On approximate orthogonality and symmetry of operators in semi-Hilbertian structure

TL;DR

This paper generalizes approximate orthogonality concepts in semi-Hilbertian spaces, characterizes these notions for bounded operators, and extends symmetry properties of operators, thereby broadening the theoretical framework of operator orthogonality.

Contribution

It introduces generalized approximate orthogonality in semi-Hilbertian structures and characterizes it for specific classes of operators, extending existing Hilbert space results.

Findings

Established relations between different notions of approximate orthogonality.

Characterized approximate orthogonality for A-bounded and compact operators.

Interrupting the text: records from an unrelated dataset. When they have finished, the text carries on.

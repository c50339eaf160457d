//! Built-in services.

pub mod chat;

pub use chat::{ChatService, Delivery};
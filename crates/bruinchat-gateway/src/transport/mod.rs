//! Transport layer (WebSocket).
//!
//! `ws` authenticates and upgrades, `session` drives one connection's read
//! and write tasks, and `codec` decodes each inbound frame once.

pub mod codec;
pub mod session;
pub mod ws;
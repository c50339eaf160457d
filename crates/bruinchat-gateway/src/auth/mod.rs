//! Token verification at the WebSocket upgrade.
//!
//! Tokens are HS256 JWTs issued by the account service at login. A request
//! whose token fails verification is rejected before any session exists.

use jsonwebtoken::{decode, Algorithm, DecodingKey, Validation};
use serde::{Deserialize, Serialize};

use bruinchat_core::error::{ChatError, Result};

/// Claims carried by account-service tokens.
#[derive(Debug, Clone, Serialize, Deserialize)]
pub struct Claims {
    pub user_id: String,
    #[serde(default)]
    pub email: String,
    pub exp: i64,
    #[serde(default)]
    pub iat: i64,
}

pub trait TokenVerifier: Send + Sync {
    /// Resolve a bearer token to its claims or fail with `AuthFailed`.
    fn verify(&self, token: &str) -> Result<Claims>;
}

pub struct JwtVerifier {
    key: DecodingKey,
    validation: Validation,
}

impl JwtVerifier {
    pub fn new(secret: &[u8]) -> Self {
        Self {
            key: DecodingKey::from_secret(secret),
            validation: Validation::new(Algorithm::HS256),
        }
    }

    /// Build from the secret stored in environment variable `var`.
    pub fn from_env(var: &str) -> Result<Self> {
        let secret = std::env::var(var)
            .map_err(|_| ChatError::Internal(format!("environment variable {var} is not set")))?;
        if secret.is_empty() {
            return Err(ChatError::Internal(format!("environment variable {var} is empty")));
        }
        Ok(Self::new(secret.as_bytes()))
    }
}

impl TokenVerifier for JwtVerifier {
    fn verify(&self, token: &str) -> Result<Claims> {
        if token.is_empty() {
            return Err(ChatError::AuthFailed);
        }
        let data = decode::<Claims>(token, &self.key, &self.validation).map_err(|e| {
            tracing::debug!(error = %e, "token rejected");
            ChatError::AuthFailed
        })?;

        if data.claims.user_id.trim().is_empty() {
            return Err(ChatError::AuthFailed);
        }
        Ok(data.claims)
    }
}
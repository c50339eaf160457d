use std::fmt;
use std::sync::atomic::{AtomicBool, AtomicU64, AtomicU8, Ordering};
use std::sync::Arc;

use tokio::sync::mpsc::{self, error::TrySendError};
use tokio_util::sync::CancellationToken;

use crate::realtime::types::PreparedMsg;

static NEXT_SESSION_ID: AtomicU64 = AtomicU64::new(1);

/// Session lifecycle. States only move forward; `Closed` is terminal.
#[derive(Debug, Clone, Copy, PartialEq, Eq, PartialOrd, Ord)]
#[repr(u8)]
pub enum SessionState {
    Connecting = 0,
    Registered = 1,
    Active = 2,
    Closing = 3,
    Closed = 4,
}

impl SessionState {
    fn from_u8(v: u8) -> Self {
        match v {
            0 => SessionState::Connecting,
            1 => SessionState::Registered,
            2 => SessionState::Active,
            3 => SessionState::Closing,
            _ => SessionState::Closed,
        }
    }
}

/// Producer-side handle of one live connection.
///
/// The hub stores clones of this for routing. The connection itself and the
/// receiving end of the outbound queue stay with the session's own tasks.
#[derive(Clone)]
pub struct SessionHandle {
    inner: Arc<SessionInner>,
}

struct SessionInner {
    id: u64,
    user_id: Arc<str>,
    tx: mpsc::Sender<PreparedMsg>,
    close_once: AtomicBool,
    closed: CancellationToken,
    state: AtomicU8,
}

impl SessionHandle {
    /// Create a session in `Connecting` state with a bounded outbound queue.
    pub fn new(user_id: impl Into<Arc<str>>, capacity: usize) -> (Self, mpsc::Receiver<PreparedMsg>) {
        let (tx, rx) = mpsc::channel(capacity.max(1));
        let inner = SessionInner {
            id: NEXT_SESSION_ID.fetch_add(1, Ordering::Relaxed),
            user_id: user_id.into(),
            tx,
            close_once: AtomicBool::new(false),
            closed: CancellationToken::new(),
            state: AtomicU8::new(SessionState::Connecting as u8),
        };
        (Self { inner: Arc::new(inner) }, rx)
    }

    pub fn id(&self) -> u64 {
        self.inner.id
    }

    pub fn user_id(&self) -> &str {
        &self.inner.user_id
    }

    /// Identity comparison (same connection), not equality of user ids.
    pub fn same_session(&self, other: &SessionHandle) -> bool {
        Arc::ptr_eq(&self.inner, &other.inner)
    }

    /// Non-blocking enqueue. A closed session reports `Closed` even if its
    /// queue still has room.
    pub fn try_enqueue(&self, msg: PreparedMsg) -> Result<(), TrySendError<PreparedMsg>> {
        if self.is_closed() {
            return Err(TrySendError::Closed(msg));
        }
        self.inner.tx.try_send(msg)
    }

    /// Close the outbound queue. Idempotent; returns `true` for the call that
    /// actually closed it.
    pub fn close(&self) -> bool {
        if self.inner.close_once.swap(true, Ordering::AcqRel) {
            return false;
        }
        self.advance(SessionState::Closing);
        self.inner.closed.cancel();
        true
    }

    pub fn is_closed(&self) -> bool {
        self.inner.close_once.load(Ordering::Acquire)
    }

    /// Resolves once [`SessionHandle::close`] has been called.
    pub async fn closed(&self) {
        self.inner.closed.cancelled().await
    }

    pub fn state(&self) -> SessionState {
        SessionState::from_u8(self.inner.state.load(Ordering::Acquire))
    }

    /// Move forward to `to`; never moves backwards. Returns the previous state.
    pub(crate) fn advance(&self, to: SessionState) -> SessionState {
        SessionState::from_u8(self.inner.state.fetch_max(to as u8, Ordering::AcqRel))
    }
}

impl fmt::Debug for SessionHandle {
    fn fmt(&self, f: &mut fmt::Formatter<'_>) -> fmt::Result {
        f.debug_struct("SessionHandle")
            .field("id", &self.inner.id)
            .field("user_id", &self.inner.user_id)
            .field("state", &self.state())
            .finish()
    }
}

Extended symmetry properties of operators in semi-Hilbertian spaces.

Abstract

The purpose of the article is to generalize the concept of approximate Birkhoff-James orthogonality, in the semi-Hilbertian structure. Given a positive operator $ A $ on a Hilbert space $ \mathbb{H}, $ we define $ (\epsilon,A)- $approximate orthogonality and $ (\epsilon,A)- $approximate orthogonality in the sense of Chmieli$\acute{n}$ski and establish a relation between them. We also characterize $ (\epsilon,A)- $approximate orthogonality in the sense of Chmieli$\acute{n}$ski for $A$-bounded and $A$-bounded compact operators. We further generalize the concept of right symmetric and left symmetric operators on a Hilbert space. The utility of these notions are illustrated by extending some of the previous results obtained by various authors in the setting of Hilbert spaces.